Whenever a read operation finds records with timestamp in the range (T1, T1+max_clock_skew], to avoid breaking the strong guarantee that a reader should always be able to read what was committed earlier, and to read a consistent snapshot, the read operation raises a Read restart error to restart the read.

Troubleshooting

You can handle and mitigate read restart errors using the following techniques:

TP Configure highly accurate clocks.
Implement retry logic in the application. Application retries can help mitigate read restart errors. Moreover, a statement or a transaction may fail in other ways such as transaction conflicts or infrastructure failures. Therefore, a retry mechanism is strongly recommended for a cloud-native, distributed database such as YugabyteDB.

While implementing application retries is the best long-term approach, there are a few short-term solutions you can use in the interim.
Use SERIALIZABLE READ ONLY DEFERRABLE mode when running background reads. Read restart errors usually occur when the query is a SELECT statement with a large output footprint and there are concurrent writes that satisfy the SELECT statement.
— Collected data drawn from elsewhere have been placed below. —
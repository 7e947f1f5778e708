//! Engine Configuration
//!
//! Limits, thresholds and layout constants for every pipeline stage. The
//! config is a plain value handed to each stage; nothing reads it globally.

use anyhow::{Context, Result};
use serde::{Deserialize, Serialize};
use std::collections::BTreeSet;
use std::path::{Path, PathBuf};
use tokio::fs;
use tracing::{debug, info};

use crate::chaos::{MemoryConfig, SceneMode};

/// Environment variable naming a config file (JSON or YAML).
pub const CONFIG_ENV: &str = "ARCHETYPE_CONFIG";
/// Environment variable overriding `data_dir`.
pub const DATA_DIR_ENV: &str = "ARCHETYPE_DATA_DIR";

#[derive(Debug, Clone, PartialEq, Serialize, Deserialize)]
#[serde(default)]
pub struct ExtractionConfig {
    /// Longest accepted input, in characters
    pub max_text_chars: usize,
}

impl Default for ExtractionConfig {
    fn default() -> Self {
        Self { max_text_chars: 4000 }
    }
}

#[derive(Debug, Clone, PartialEq, Serialize, Deserialize)]
#[serde(default)]
pub struct HumanScoringConfig {
    pub max_results: usize,
    pub min_confidence: f64,
}

impl Default for HumanScoringConfig {
    fn default() -> Self {
        Self {
            max_results: 5,
            min_confidence: 0.35,
        }
    }
}

#[derive(Debug, Clone, PartialEq, Serialize, Deserialize)]
#[serde(default)]
pub struct BridgeSettings {
    /// Signals kept after accumulation; 0 disables truncation
    pub top_limit: usize,
}

impl Default for BridgeSettings {
    fn default() -> Self {
        Self { top_limit: 6 }
    }
}

#[derive(Debug, Clone, PartialEq, Serialize, Deserialize)]
#[serde(default)]
pub struct SystemMapperConfig {
    /// Global confidence floor; a definition's own floor may raise it
    pub min_confidence: f64,
    pub top_n: usize,
    /// Multiplier applied when an activation threshold is unmet
    pub blocked_penalty: f64,
    /// Tie-break bonus for the loop type a definition's template favours
    pub loop_bias: f64,
    pub balancing_signals: BTreeSet<String>,
    pub reinforcing_signals: BTreeSet<String>,
}

impl Default for SystemMapperConfig {
    fn default() -> Self {
        let set = |names: &[&str]| names.iter().map(|s| s.to_string()).collect();
        Self {
            min_confidence: 0.4,
            top_n: 3,
            blocked_penalty: 0.2,
            loop_bias: 0.05,
            balancing_signals: set(&["overload", "latency", "quality_drop", "resource_overload"]),
            reinforcing_signals: set(&["demand_growth", "dependency_growth", "scope_creep", "escalation"]),
        }
    }
}

#[derive(Debug, Clone, PartialEq, Serialize, Deserialize)]
#[serde(default)]
pub struct VisualConfig {
    pub ring_radius: f64,
    pub loop_base_radius: f64,
    pub loop_step: f64,
    pub lever_offset: f64,
    pub node_color: String,
    /// Emit `line` flows from the focus node to every other node. Off gives
    /// an always-empty flow list for renderers that draw no flows.
    pub focus_flows: bool,
}

impl Default for VisualConfig {
    fn default() -> Self {
        Self {
            ring_radius: 2.4,
            loop_base_radius: 0.9,
            loop_step: 0.35,
            lever_offset: 0.9,
            node_color: "#9aa4b2".to_string(),
            focus_flows: true,
        }
    }
}

/// Scene projection of the chaos result, skipped unless a mode is set
#[derive(Debug, Clone, Default, PartialEq, Serialize, Deserialize)]
#[serde(default)]
pub struct SceneSettings {
    pub mode: Option<SceneMode>,
    pub memory: MemoryConfig,
}

/// Configuration for the whole engine
#[derive(Debug, Clone, PartialEq, Serialize, Deserialize)]
#[serde(default)]
pub struct EngineConfig {
    pub extraction: ExtractionConfig,
    pub human: HumanScoringConfig,
    pub bridge: BridgeSettings,
    pub system: SystemMapperConfig,
    pub visual: VisualConfig,
    pub scene: SceneSettings,
    /// Root directory of the catalog store
    pub data_dir: PathBuf,
}

impl Default for EngineConfig {
    fn default() -> Self {
        Self {
            extraction: ExtractionConfig::default(),
            human: HumanScoringConfig::default(),
            bridge: BridgeSettings::default(),
            system: SystemMapperConfig::default(),
            visual: VisualConfig::default(),
            scene: SceneSettings::default(),
            data_dir: PathBuf::from("data"),
        }
    }
}

impl EngineConfig {
    /// Load from a `.json`, `.yaml` or `.yml` file. A missing file yields defaults.
    pub async fn load(path: impl AsRef<Path>) -> Result<Self> {
        let path = path.as_ref();
        if !path.exists() {
            debug!("Config {} not found, using defaults", path.display());
            return Ok(Self::default());
        }

        let content = fs::read_to_string(path)
            .await
            .with_context(|| format!("Failed to read config {}", path.display()))?;

        let config = match path.extension().and_then(|e| e.to_str()) {
            Some("yaml") | Some("yml") => serde_yaml::from_str(&content)
                .with_context(|| format!("Invalid YAML config {}", path.display()))?,
            _ => serde_json::from_str(&content)
                .with_context(|| format!("Invalid JSON config {}", path.display()))?,
        };

        info!("Loaded engine config from {}", path.display());
        Ok(config)
    }

    /// Resolve the config from `ARCHETYPE_CONFIG` (if set) then apply
    /// `ARCHETYPE_DATA_DIR`.
    pub async fn from_env() -> Result<Self> {
        let config = match std::env::var(CONFIG_ENV) {
            Ok(path) => Self::load(path).await?,
            Err(_) => Self::default(),
        };
        Ok(config.with_data_dir(std::env::var(DATA_DIR_ENV).ok()))
    }

    /// An explicit path wins over `ARCHETYPE_CONFIG`. `ARCHETYPE_DATA_DIR` is
    /// applied once either way.
    pub async fn resolve(explicit: Option<&Path>) -> Result<Self> {
        match explicit {
            Some(path) => Ok(Self::load(path).await?.with_data_dir(std::env::var(DATA_DIR_ENV).ok())),
            None => Self::from_env().await,
        }
    }

    fn with_data_dir(mut self, dir: Option<String>) -> Self {
        if let Some(dir) = dir {
            self.data_dir = PathBuf::from(dir);
        }
        self
    }
}

#[cfg(test)]
mod tests {
    use super::*;

    #[tokio::test]
    async fn test_missing_config_yields_defaults() {
        let dir = tempfile::tempdir().unwrap();
        let config = EngineConfig::load(dir.path().join("absent.json")).await.unwrap();
        assert_eq!(config, EngineConfig::default());
    }

    #[tokio::test]
    async fn test_partial_yaml_keeps_other_defaults() {
        let dir = tempfile::tempdir().unwrap();
        let path = dir.path().join("engine.yaml");
        std::fs::write(&path, "human:\n  max_results: 2\nbridge:\n  top_limit: 4\nscene:\n  mode: spirit\n").unwrap();

        let config = EngineConfig::load(&path).await.unwrap();
        assert_eq!(config.human.max_results, 2);
        assert_eq!(config.human.min_confidence, 0.35);
        assert_eq!(config.bridge.top_limit, 4);
        assert_eq!(config.system.top_n, 3);
        assert_eq!(config.scene.mode, Some(SceneMode::Spirit));
        assert_eq!(config.scene.memory.half_life_seconds, 900);
    }

    #[tokio::test]
    async fn test_json_config() {
        let dir = tempfile::tempdir().unwrap();
        let path = dir.path().join("engine.json");
        std::fs::write(&path, r#"{"system": {"top_n": 1}, "data_dir": "/tmp/catalogs"}"#).unwrap();

        let config = EngineConfig::load(&path).await.unwrap();
        assert_eq!(config.system.top_n, 1);
        assert_eq!(config.data_dir, PathBuf::from("/tmp/catalogs"));
        assert!(config.system.balancing_signals.contains("latency"));
    }

    #[tokio::test]
    async fn test_data_dir_override_applies_to_loaded_config() {
        let dir = tempfile::tempdir().unwrap();
        let path = dir.path().join("engine.json");
        std::fs::write(&path, r#"{"data_dir": "/srv/catalogs"}"#).unwrap();

        let loaded = EngineConfig::load(&path).await.unwrap();
        assert_eq!(loaded.clone().with_data_dir(None).data_dir, PathBuf::from("/srv/catalogs"));
        assert_eq!(
            loaded.with_data_dir(Some("/var/override".to_string())).data_dir,
            PathBuf::from("/var/override")
        );
    }
}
Using DEFERRABLE will avoid a read restart error altogether. However, the tradeoff is that the statement waits out the maximum permissible clock skew before reading the data (which is max_clock_skew_usec that has a default of 500ms). This is not an issue for large SELECT statements running in the background because latency is not a priority.

Examples:

Set transaction properties at the session level.
```
SET SESSION CHARACTERISTICS AS TRANSACTION ISOLATION LEVEL SERIALIZABLE READ ONLY DEFERRABLE;
SELECT * FROM large_table;
```
Enclose the offending query within a transaction block.
```
BEGIN TRANSACTION ISOLATION LEVEL SERIALIZABLE READ ONLY DEFERRABLE;
SELECT * FROM large_table;
COMMIT;
```
Using read only, deferrable transactions is not always feasible, either because the query is not read only, or the query is part of a read-write transaction, or because an additional 500ms of latency is not acceptable. In these cases, try increasing the value of ysql_output_buffer_size.
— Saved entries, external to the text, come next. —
//! System Archetype Mapper
//!
//! Weighted match of bridged system signals against the system catalog.
//! Unmet activation thresholds discount a definition instead of excluding it,
//! so weak evidence can still surface at low rank.

use chrono::{DateTime, Utc};
use tracing::debug;

use crate::config::SystemMapperConfig;
use crate::utils::clamp::{clamp_unit, ensure_finite, mean, variance};

use super::model::{
    rank, Evidence, LoopPolarity, SystemArchetypeDefinition, SystemArchetypeResult, SystemArchetypeState,
    SystemSignals,
};

const MATCH_NOTES: &str = "weighted signal match";
const VARIANCE_GAIN: f64 = 3.0;

fn is_blocked(definition: &SystemArchetypeDefinition, signals: &SystemSignals) -> bool {
    definition
        .thresholds
        .activation
        .iter()
        .any(|(name, minimum)| clamp_unit(signals.value(name)) < minimum)
}

/// Sum of finite weights, 1.0 when that sum is not positive
fn total_weight(definition: &SystemArchetypeDefinition) -> f64 {
    let total: f64 = definition.weights.iter().map(|(_, w)| ensure_finite(w, 0.0)).sum();
    if total > 0.0 { total } else { 1.0 }
}

fn dominant_loop(definition: &SystemArchetypeDefinition, evidence: &Evidence, config: &SystemMapperConfig) -> LoopPolarity {
    let bucket = |names: &std::collections::BTreeSet<String>| -> f64 {
        evidence.iter().filter(|(k, _)| names.contains(*k)).map(|(_, v)| v).sum()
    };
    let mut balancing = bucket(&config.balancing_signals);
    let mut reinforcing = bucket(&config.reinforcing_signals);

    match definition.majority_loop() {
        Some(LoopPolarity::Reinforcing) => reinforcing += config.loop_bias,
        Some(LoopPolarity::Balancing) => balancing += config.loop_bias,
        None => {}
    }

    if balancing >= reinforcing {
        LoopPolarity::Balancing
    } else {
        LoopPolarity::Reinforcing
    }
}

fn match_one(
    definition: &SystemArchetypeDefinition,
    signals: &SystemSignals,
    config: &SystemMapperConfig,
) -> Option<SystemArchetypeResult> {
    let total = total_weight(definition);

    let mut contribution = 0.0;
    let mut evidence = Evidence::new();
    for (name, weight) in definition.weights.iter() {
        let weighted = ensure_finite(clamp_unit(signals.value(name)) * clamp_unit(weight), 0.0);
        contribution += weighted;
        evidence.insert(name, clamp_unit(ensure_finite(weighted / total, 0.0)));
    }

    let mut confidence = clamp_unit(ensure_finite(contribution / total, 0.0));
    if is_blocked(definition, signals) {
        confidence = clamp_unit(confidence * config.blocked_penalty);
    }

    let floor = config.min_confidence.max(definition.thresholds.min_confidence);
    if confidence < floor {
        return None;
    }

    Some(SystemArchetypeResult {
        archetype_id: definition.id.clone(),
        confidence,
        dominant_loop: dominant_loop(definition, &evidence, config),
        evidence,
        notes: MATCH_NOTES.to_string(),
    })
}

/// Rank system archetypes for the bridged signals.
///
/// With a prior state, instability is the pressure delta against it; without
/// one, it is the in-batch confidence variance. The two formulas are not
/// continuous at the point history first becomes available.
pub fn map_system_archetypes(
    signals: &SystemSignals,
    catalog: &[SystemArchetypeDefinition],
    history: Option<&SystemArchetypeState>,
    config: &SystemMapperConfig,
    at: DateTime<Utc>,
) -> SystemArchetypeState {
    let mut results: Vec<SystemArchetypeResult> =
        catalog.iter().filter_map(|def| match_one(def, signals, config)).collect();
    rank(&mut results, config.top_n.max(1));

    let confidences: Vec<f64> = results.iter().map(|r| r.confidence).collect();
    let pressure = clamp_unit(mean(&confidences));
    let instability = match history {
        Some(prior) => clamp_unit(ensure_finite((pressure - prior.pressure).abs(), 0.0)),
        None => clamp_unit(ensure_finite(variance(&confidences) * VARIANCE_GAIN, 0.0)),
    };

    debug!(
        "System mapping: {} of {} archetypes matched, pressure={:.3}, instability={:.3}",
        results.len(),
        catalog.len(),
        pressure,
        instability
    );

    SystemArchetypeState {
        timestamp: at,
        results,
        pressure,
        instability,
    }
}

#[cfg(test)]
mod tests {
    use super::*;
    use crate::archetypes::model::{LoopTemplate, SignalMap, SystemArchetypeThresholds};

    fn definition(id: &str, weights: &[(&str, f64)], activation: &[(&str, f64)], loops: &[LoopPolarity]) -> SystemArchetypeDefinition {
        SystemArchetypeDefinition {
            id: id.into(),
            name: id.into(),
            description: String::new(),
            required_signals: weights.iter().map(|(k, _)| k.to_string()).collect(),
            weights: weights.iter().copied().collect(),
            thresholds: SystemArchetypeThresholds {
                min_confidence: 0.4,
                activation: activation.iter().copied().collect(),
            },
            loops_template: loops
                .iter()
                .enumerate()
                .map(|(i, p)| LoopTemplate { id: format!("l{}", i), polarity: *p, variables: vec![], notes: None })
                .collect(),
        }
    }

    fn signals(values: &[(&str, f64)]) -> SignalMap {
        values.iter().copied().collect()
    }

    #[test]
    fn test_full_evidence_gives_full_confidence() {
        let catalog = vec![definition("a", &[("latency", 0.5), ("quality_drop", 0.6)], &[("latency", 0.3)], &[])];
        let state = map_system_archetypes(
            &signals(&[("latency", 1.0), ("quality_drop", 1.0)]),
            &catalog,
            None,
            &SystemMapperConfig::default(),
            Utc::now(),
        );
        assert_eq!(state.results.len(), 1);
        let result = &state.results[0];
        assert!((result.confidence - 1.0).abs() < 1e-12);
        assert_eq!(result.notes, "weighted signal match");
        assert!((result.evidence.value("latency") - 0.5 / 1.1).abs() < 1e-12);
        assert_eq!(result.dominant_loop, LoopPolarity::Balancing);
        assert_eq!(state.instability, 0.0);
    }

    #[test]
    fn test_blocked_definition_is_discounted() {
        let catalog = vec![definition("a", &[("escalation", 1.0)], &[("latency", 0.5)], &[])];
        let values = signals(&[("escalation", 1.0)]);
        let mut config = SystemMapperConfig::default();

        assert!(map_system_archetypes(&values, &catalog, None, &config, Utc::now()).results.is_empty());

        config.min_confidence = 0.1;
        let mut lenient = catalog.clone();
        lenient[0].thresholds.min_confidence = 0.1;
        let state = map_system_archetypes(&values, &lenient, None, &config, Utc::now());
        assert!((state.results[0].confidence - 0.2).abs() < 1e-12);
    }

    #[test]
    fn test_definition_floor_raises_global_floor() {
        let mut def = definition("a", &[("latency", 1.0)], &[], &[]);
        def.thresholds.min_confidence = 0.9;
        let state = map_system_archetypes(
            &signals(&[("latency", 0.8)]),
            &[def],
            None,
            &SystemMapperConfig::default(),
            Utc::now(),
        );
        assert!(state.results.is_empty());
        assert_eq!(state.pressure, 0.0);
    }

    #[test]
    fn test_loop_template_breaks_ties() {
        use LoopPolarity::*;
        let values = signals(&[("rework", 1.0)]);
        let config = SystemMapperConfig::default();

        let r = definition("r", &[("rework", 1.0)], &[], &[Reinforcing, Reinforcing, Balancing]);
        let even = definition("even", &[("rework", 1.0)], &[], &[Reinforcing, Balancing]);
        let state = map_system_archetypes(&values, &[r, even], None, &config, Utc::now());
        assert_eq!(state.results[0].dominant_loop, Reinforcing);
        // empty buckets with no majority resolve to balancing
        assert_eq!(state.results[1].dominant_loop, Balancing);

        let escalating = definition("e", &[("escalation", 1.0)], &[], &[Balancing]);
        let state = map_system_archetypes(&signals(&[("escalation", 1.0)]), &[escalating], None, &config, Utc::now());
        assert_eq!(state.results[0].dominant_loop, Reinforcing);
    }

    #[test]
    fn test_instability_from_history_or_variance() {
        let catalog = vec![
            definition("a", &[("latency", 1.0)], &[], &[]),
            definition("b", &[("rework", 1.0)], &[], &[]),
        ];
        let values = signals(&[("latency", 1.0), ("rework", 0.5)]);
        let config = SystemMapperConfig::default();

        let fresh = map_system_archetypes(&values, &catalog, None, &config, Utc::now());
        assert!((fresh.pressure - 0.75).abs() < 1e-12);
        assert!((fresh.instability - 3.0 * 0.0625).abs() < 1e-12);

        let mut prior = fresh.clone();
        prior.pressure = 0.25;
        let followup = map_system_archetypes(&values, &catalog, Some(&prior), &config, Utc::now());
        assert!((followup.instability - 0.5).abs() < 1e-12);
    }

    #[test]
    fn test_top_n_bounds_results() {
        let catalog: Vec<_> = (0..5).map(|i| definition(&format!("d{}", i), &[("latency", 1.0)], &[], &[])).collect();
        let config = SystemMapperConfig { top_n: 0, ..SystemMapperConfig::default() };
        let state = map_system_archetypes(&signals(&[("latency", 1.0)]), &catalog, None, &config, Utc::now());
        assert_eq!(state.results.len(), 1);
        assert_eq!(state.results[0].archetype_id, "d0");
    }
}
This will enable YugabyteDB to retry the query internally on behalf of the user. As long as the output of a statement hasn't crossed ysql_output_buffer_size to result in flushing partial data to the external client, the YSQL query layer retries read restart errors for all statements in a Read Committed transaction block, for the first statement in a Repeatable Read transaction block, and for any standalone statement outside a transaction block. As a tradeoff, increasing the buffer size also increases the memory consumed by the YSQL backend processes, resulting in a higher risk of out-of-memory errors.

Be aware that increasing ysql_output_buffer_size is not a silver bullet. For example, the COPY command can still raise a read restart error even though the command has a one line output. Increasing ysql_output_buffer_size is not useful in this scenario. The application must retry the COPY command instead. Another example is DMLs such as INSERT/UPDATE/DELETE. These do not have enough output to overflow the buffer size. However, when these statements are executed in the middle of a REPEATABLE READ transaction (e.g. BEGIN ISOLATION LEVEL REPEATABLE READ; ... INSERT ... COMMIT;), a read restart error cannot be retried internally by YugabyteDB. The onus is on the application to ROLLBACK and retry the transaction.
In rare scenarios where neither latency nor memory can be compromised, but read-after-commit-visibility guarantee is not a necessity, set yb_read_after_commit_visibility to relaxed. This option only affects pure reads.
```
SET yb_read_after_commit_visibility TO relaxed;
SELECT * FROM large_table;
```
Please exercise caution when using this option.